▶ **Description of the task**: In the data that follows, how many lines include the string "clone"? Answer with the number alone.
*** Data shown ***
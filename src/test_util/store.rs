use async_trait::async_trait;
use tokio::sync::RwLock;

use crate::collab::CacheStore;
use crate::delivery::overflow_cache::CacheEntry;

/// Keeps the overflow cache snapshot in memory, counting flushes
#[derive(Debug, Default)]
pub struct InMemoryCacheStore {
    snapshot: RwLock<Vec<CacheEntry>>,
    num_flushes: RwLock<usize>,
}

impl InMemoryCacheStore {
    pub fn new() -> InMemoryCacheStore {
        Default::default()
    }

    pub fn with_snapshot(snapshot: Vec<CacheEntry>) -> InMemoryCacheStore {
        InMemoryCacheStore {
            snapshot: RwLock::new(snapshot),
            num_flushes: Default::default(),
        }
    }

    pub async fn snapshot(&self) -> Vec<CacheEntry> {
        self.snapshot.read().await.clone()
    }

    pub async fn num_flushes(&self) -> usize {
        *self.num_flushes.read().await
    }
}

#[async_trait]
impl CacheStore for InMemoryCacheStore {
    async fn load_snapshot(&self) -> anyhow::Result<Vec<CacheEntry>> {
        Ok(self.snapshot.read().await.clone())
    }

    async fn save_snapshot(&self, entries: &[CacheEntry]) -> anyhow::Result<()> {
        *self.snapshot.write().await = entries.to_vec();
        Ok(())
    }

    async fn flush(&self) -> anyhow::Result<()> {
        *self.num_flushes.write().await += 1;
        Ok(())
    }
}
*** End of Data shown ***
▶ **Finished task**: 2